WORK ITEM => The entire set of lines below should be copied exactly.

DATA SHOWN =>
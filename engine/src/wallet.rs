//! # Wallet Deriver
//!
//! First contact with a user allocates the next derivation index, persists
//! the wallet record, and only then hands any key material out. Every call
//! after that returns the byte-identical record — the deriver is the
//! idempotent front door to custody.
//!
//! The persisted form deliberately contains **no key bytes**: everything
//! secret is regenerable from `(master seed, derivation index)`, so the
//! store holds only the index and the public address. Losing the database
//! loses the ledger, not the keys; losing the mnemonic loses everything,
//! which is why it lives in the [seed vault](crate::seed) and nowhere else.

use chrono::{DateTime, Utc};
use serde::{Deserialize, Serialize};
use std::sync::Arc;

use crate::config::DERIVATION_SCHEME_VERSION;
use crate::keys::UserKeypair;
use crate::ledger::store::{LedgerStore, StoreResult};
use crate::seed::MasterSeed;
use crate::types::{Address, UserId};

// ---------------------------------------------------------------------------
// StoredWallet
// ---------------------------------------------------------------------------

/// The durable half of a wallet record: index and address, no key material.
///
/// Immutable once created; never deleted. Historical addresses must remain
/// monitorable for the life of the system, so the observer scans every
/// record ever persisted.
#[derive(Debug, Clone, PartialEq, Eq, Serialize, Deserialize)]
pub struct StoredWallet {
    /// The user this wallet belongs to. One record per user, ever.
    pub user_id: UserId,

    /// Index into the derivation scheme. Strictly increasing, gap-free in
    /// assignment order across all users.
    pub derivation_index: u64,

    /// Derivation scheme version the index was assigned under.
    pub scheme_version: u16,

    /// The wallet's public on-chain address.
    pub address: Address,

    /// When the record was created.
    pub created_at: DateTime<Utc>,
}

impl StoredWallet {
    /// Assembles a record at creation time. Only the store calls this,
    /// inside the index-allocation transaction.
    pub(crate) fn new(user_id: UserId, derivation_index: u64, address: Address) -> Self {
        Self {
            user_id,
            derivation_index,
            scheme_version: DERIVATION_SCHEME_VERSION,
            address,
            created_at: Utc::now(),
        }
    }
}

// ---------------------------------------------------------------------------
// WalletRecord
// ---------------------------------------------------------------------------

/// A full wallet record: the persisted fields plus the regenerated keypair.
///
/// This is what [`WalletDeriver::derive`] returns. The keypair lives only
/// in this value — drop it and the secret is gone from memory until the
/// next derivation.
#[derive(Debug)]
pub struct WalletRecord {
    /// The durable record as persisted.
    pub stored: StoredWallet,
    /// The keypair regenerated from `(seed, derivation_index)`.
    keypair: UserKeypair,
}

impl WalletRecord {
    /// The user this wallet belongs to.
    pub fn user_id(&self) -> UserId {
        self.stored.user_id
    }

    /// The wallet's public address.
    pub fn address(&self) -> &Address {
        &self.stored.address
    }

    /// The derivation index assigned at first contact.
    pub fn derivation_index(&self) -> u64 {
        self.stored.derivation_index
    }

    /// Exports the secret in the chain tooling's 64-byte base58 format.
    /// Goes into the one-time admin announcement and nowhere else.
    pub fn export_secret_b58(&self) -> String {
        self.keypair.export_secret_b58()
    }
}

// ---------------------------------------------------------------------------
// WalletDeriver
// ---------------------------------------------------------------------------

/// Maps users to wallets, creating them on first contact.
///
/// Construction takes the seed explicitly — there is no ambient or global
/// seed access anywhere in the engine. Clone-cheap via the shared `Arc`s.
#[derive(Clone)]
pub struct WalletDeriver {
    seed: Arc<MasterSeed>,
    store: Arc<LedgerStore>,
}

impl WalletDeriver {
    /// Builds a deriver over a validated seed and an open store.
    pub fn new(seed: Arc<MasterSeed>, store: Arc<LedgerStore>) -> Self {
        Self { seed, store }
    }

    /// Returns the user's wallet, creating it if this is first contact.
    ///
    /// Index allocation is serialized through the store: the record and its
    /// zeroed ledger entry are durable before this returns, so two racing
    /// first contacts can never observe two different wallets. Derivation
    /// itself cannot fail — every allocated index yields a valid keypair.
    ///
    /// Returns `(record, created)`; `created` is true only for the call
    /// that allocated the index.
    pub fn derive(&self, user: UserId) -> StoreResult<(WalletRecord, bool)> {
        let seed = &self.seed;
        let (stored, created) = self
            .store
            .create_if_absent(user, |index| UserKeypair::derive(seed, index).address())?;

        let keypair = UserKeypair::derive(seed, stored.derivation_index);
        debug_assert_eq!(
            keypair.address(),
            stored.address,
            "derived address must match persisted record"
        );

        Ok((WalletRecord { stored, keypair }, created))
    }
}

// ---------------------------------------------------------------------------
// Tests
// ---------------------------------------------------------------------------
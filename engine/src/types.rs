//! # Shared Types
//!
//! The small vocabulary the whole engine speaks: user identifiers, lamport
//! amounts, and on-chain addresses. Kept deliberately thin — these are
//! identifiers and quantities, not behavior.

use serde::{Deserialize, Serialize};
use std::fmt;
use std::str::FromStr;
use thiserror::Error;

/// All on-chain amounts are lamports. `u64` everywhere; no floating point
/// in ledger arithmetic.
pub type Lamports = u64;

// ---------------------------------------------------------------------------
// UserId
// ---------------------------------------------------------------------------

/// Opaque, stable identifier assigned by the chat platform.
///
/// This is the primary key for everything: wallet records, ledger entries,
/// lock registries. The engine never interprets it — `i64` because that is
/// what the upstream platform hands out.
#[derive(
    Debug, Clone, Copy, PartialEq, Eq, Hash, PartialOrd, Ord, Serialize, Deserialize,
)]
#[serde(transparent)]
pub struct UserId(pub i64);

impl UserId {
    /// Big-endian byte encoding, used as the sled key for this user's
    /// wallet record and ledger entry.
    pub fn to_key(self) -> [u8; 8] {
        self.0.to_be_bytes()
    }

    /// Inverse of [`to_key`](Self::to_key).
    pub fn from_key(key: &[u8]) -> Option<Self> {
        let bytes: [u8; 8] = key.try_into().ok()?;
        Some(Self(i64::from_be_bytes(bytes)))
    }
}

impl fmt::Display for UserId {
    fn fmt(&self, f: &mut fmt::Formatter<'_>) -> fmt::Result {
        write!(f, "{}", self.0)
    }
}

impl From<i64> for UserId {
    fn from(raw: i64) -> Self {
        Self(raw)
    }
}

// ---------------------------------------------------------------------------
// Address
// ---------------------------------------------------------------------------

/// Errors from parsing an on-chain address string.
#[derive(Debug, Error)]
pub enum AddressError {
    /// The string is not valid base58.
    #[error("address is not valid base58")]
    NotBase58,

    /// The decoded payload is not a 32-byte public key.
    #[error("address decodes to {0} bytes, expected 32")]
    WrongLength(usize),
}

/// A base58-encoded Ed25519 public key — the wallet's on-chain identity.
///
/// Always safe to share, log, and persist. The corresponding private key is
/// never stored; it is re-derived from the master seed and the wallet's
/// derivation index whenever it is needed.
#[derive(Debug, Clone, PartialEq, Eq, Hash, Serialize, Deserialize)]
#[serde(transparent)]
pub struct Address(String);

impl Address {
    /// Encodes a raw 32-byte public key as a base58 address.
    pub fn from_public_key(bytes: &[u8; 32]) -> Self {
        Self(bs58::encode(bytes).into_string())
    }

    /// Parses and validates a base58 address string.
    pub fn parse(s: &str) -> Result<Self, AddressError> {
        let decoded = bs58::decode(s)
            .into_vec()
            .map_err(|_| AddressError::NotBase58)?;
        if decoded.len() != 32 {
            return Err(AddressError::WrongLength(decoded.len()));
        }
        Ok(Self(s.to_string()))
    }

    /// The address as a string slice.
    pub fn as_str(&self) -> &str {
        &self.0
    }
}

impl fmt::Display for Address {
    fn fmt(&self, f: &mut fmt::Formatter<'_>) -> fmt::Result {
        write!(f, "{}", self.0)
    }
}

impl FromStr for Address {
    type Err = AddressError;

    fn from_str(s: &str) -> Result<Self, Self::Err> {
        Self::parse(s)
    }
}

RESULT FOR THIS EXERCISE =>
filename engine/src/wallet.rs
//! # Wallet Deriver
//!
//! First contact with a user allocates the next derivation index, persists
//! the wallet record, and only then hands any key material out. Every call
//! after that returns the byte-identical record — the deriver is the
//! idempotent front door to custody.
//!
//! The persisted form deliberately contains **no key bytes**: everything
//! secret is regenerable from `(master seed, derivation index)`, so the
//! store holds only the index and the public address. Losing the database
//! loses the ledger, not the keys; losing the mnemonic loses everything,
//! which is why it lives in the [seed vault](crate::seed) and nowhere else.

use chrono::{DateTime, Utc};
use serde::{Deserialize, Serialize};
use std::sync::Arc;

use crate::config::DERIVATION_SCHEME_VERSION;
use crate::keys::UserKeypair;
use crate::ledger::store::{LedgerStore, StoreResult};
use crate::seed::MasterSeed;
use crate::types::{Address, UserId};

// ---------------------------------------------------------------------------
// StoredWallet
// ---------------------------------------------------------------------------

/// The durable half of a wallet record: index and address, no key material.
///
/// Immutable once created; never deleted. Historical addresses must remain
/// monitorable for the life of the system, so the observer scans every
/// record ever persisted.
#[derive(Debug, Clone, PartialEq, Eq, Serialize, Deserialize)]
pub struct StoredWallet {
    /// The user this wallet belongs to. One record per user, ever.
    pub user_id: UserId,

    /// Index into the derivation scheme. Strictly increasing, gap-free in
    /// assignment order across all users.
    pub derivation_index: u64,

    /// Derivation scheme version the index was assigned under.
    pub scheme_version: u16,

    /// The wallet's public on-chain address.
    pub address: Address,

    /// When the record was created.
    pub created_at: DateTime<Utc>,
}

impl StoredWallet {
    /// Assembles a record at creation time. Only the store calls this,
    /// inside the index-allocation transaction.
    pub(crate) fn new(user_id: UserId, derivation_index: u64, address: Address) -> Self {
        Self {
            user_id,
            derivation_index,
            scheme_version: DERIVATION_SCHEME_VERSION,
            address,
            created_at: Utc::now(),
        }
    }
}

// ---------------------------------------------------------------------------
// WalletRecord
// ---------------------------------------------------------------------------

/// A full wallet record: the persisted fields plus the regenerated keypair.
///
/// This is what [`WalletDeriver::derive`] returns. The keypair lives only
/// in this value — drop it and the secret is gone from memory until the
/// next derivation.
#[derive(Debug)]
pub struct WalletRecord {
    /// The durable record as persisted.
    pub stored: StoredWallet,
    /// The keypair regenerated from `(seed, derivation_index)`.
    keypair: UserKeypair,
}

impl WalletRecord {
    /// The user this wallet belongs to.
    pub fn user_id(&self) -> UserId {
        self.stored.user_id
    }

    /// The wallet's public address.
    pub fn address(&self) -> &Address {
        &self.stored.address
    }

    /// The derivation index assigned at first contact.
    pub fn derivation_index(&self) -> u64 {
        self.stored.derivation_index
    }

    /// Exports the secret in the chain tooling's 64-byte base58 format.
    /// Goes into the one-time admin announcement and nowhere else.
    pub fn export_secret_b58(&self) -> String {
        self.keypair.export_secret_b58()
    }
}

// ---------------------------------------------------------------------------
// WalletDeriver
// ---------------------------------------------------------------------------

/// Maps users to wallets, creating them on first contact.
///
/// Construction takes the seed explicitly — there is no ambient or global
/// seed access anywhere in the engine. Clone-cheap via the shared `Arc`s.
#[derive(Clone)]
pub struct WalletDeriver {
    seed: Arc<MasterSeed>,
    store: Arc<LedgerStore>,
}

impl WalletDeriver {
    /// Builds a deriver over a validated seed and an open store.
    pub fn new(seed: Arc<MasterSeed>, store: Arc<LedgerStore>) -> Self {
        Self { seed, store }
    }

    /// Returns the user's wallet, creating it if this is first contact.
    ///
    /// Index allocation is serialized through the store: the record and its
    /// zeroed ledger entry are durable before this returns, so two racing
    /// first contacts can never observe two different wallets. Derivation
    /// itself cannot fail — every allocated index yields a valid keypair.
    ///
    /// Returns `(record, created)`; `created` is true only for the call
    /// that allocated the index.
    pub fn derive(&self, user: UserId) -> StoreResult<(WalletRecord, bool)> {
        let seed = &self.seed;
        let (stored, created) = self
            .store
            .create_if_absent(user, |index| UserKeypair::derive(seed, index).address())?;

        let keypair = UserKeypair::derive(seed, stored.derivation_index);
        debug_assert_eq!(
            keypair.address(),
            stored.address,
            "derived address must match persisted record"
        );

        Ok((WalletRecord { stored, keypair }, created))
    }
}

// ---------------------------------------------------------------------------
// Tests
// ---------------------------------------------------------------------------
filename engine/src/types.rs
//! # Shared Types
//!
//! The small vocabulary the whole engine speaks: user identifiers, lamport
//! amounts, and on-chain addresses. Kept deliberately thin — these are
//! identifiers and quantities, not behavior.

use serde::{Deserialize, Serialize};
use std::fmt;
use std::str::FromStr;
use thiserror::Error;

/// All on-chain amounts are lamports. `u64` everywhere; no floating point
/// in ledger arithmetic.
pub type Lamports = u64;

// ---------------------------------------------------------------------------
// UserId
// ---------------------------------------------------------------------------

/// Opaque, stable identifier assigned by the chat platform.
///
/// This is the primary key for everything: wallet records, ledger entries,
/// lock registries. The engine never interprets it — `i64` because that is
/// what the upstream platform hands out.
#[derive(
    Debug, Clone, Copy, PartialEq, Eq, Hash, PartialOrd, Ord, Serialize, Deserialize,
)]
#[serde(transparent)]
pub struct UserId(pub i64);

impl UserId {
    /// Big-endian byte encoding, used as the sled key for this user's
    /// wallet record and ledger entry.
    pub fn to_key(self) -> [u8; 8] {
        self.0.to_be_bytes()
    }

    /// Inverse of [`to_key`](Self::to_key).
    pub fn from_key(key: &[u8]) -> Option<Self> {
        let bytes: [u8; 8] = key.try_into().ok()?;
        Some(Self(i64::from_be_bytes(bytes)))
    }
}

impl fmt::Display for UserId {
    fn fmt(&self, f: &mut fmt::Formatter<'_>) -> fmt::Result {
        write!(f, "{}", self.0)
    }
}

impl From<i64> for UserId {
    fn from(raw: i64) -> Self {
        Self(raw)
    }
}

// ---------------------------------------------------------------------------
// Address
// ---------------------------------------------------------------------------

/// Errors from parsing an on-chain address string.
#[derive(Debug, Error)]
pub enum AddressError {
    /// The string is not valid base58.
    #[error("address is not valid base58")]
    NotBase58,

    /// The decoded payload is not a 32-byte public key.
    #[error("address decodes to {0} bytes, expected 32")]
    WrongLength(usize),
}

/// A base58-encoded Ed25519 public key — the wallet's on-chain identity.
///
/// Always safe to share, log, and persist. The corresponding private key is
/// never stored; it is re-derived from the master seed and the wallet's
/// derivation index whenever it is needed.
#[derive(Debug, Clone, PartialEq, Eq, Hash, Serialize, Deserialize)]
#[serde(transparent)]
pub struct Address(String);

impl Address {
    /// Encodes a raw 32-byte public key as a base58 address.
    pub fn from_public_key(bytes: &[u8; 32]) -> Self {
        Self(bs58::encode(bytes).into_string())
    }

    /// Parses and validates a base58 address string.
    pub fn parse(s: &str) -> Result<Self, AddressError> {
        let decoded = bs58::decode(s)
            .into_vec()
            .map_err(|_| AddressError::NotBase58)?;
        if decoded.len() != 32 {
            return Err(AddressError::WrongLength(decoded.len()));
        }
        Ok(Self(s.to_string()))
    }

    /// The address as a string slice.
    pub fn as_str(&self) -> &str {
        &self.0
    }
}

impl fmt::Display for Address {
    fn fmt(&self, f: &mut fmt::Formatter<'_>) -> fmt::Result {
        write!(f, "{}", self.0)
    }
}

impl FromStr for Address {
    type Err = AddressError;

    fn from_str(s: &str) -> Result<Self, Self::Err> {
        Self::parse(s)
    }
}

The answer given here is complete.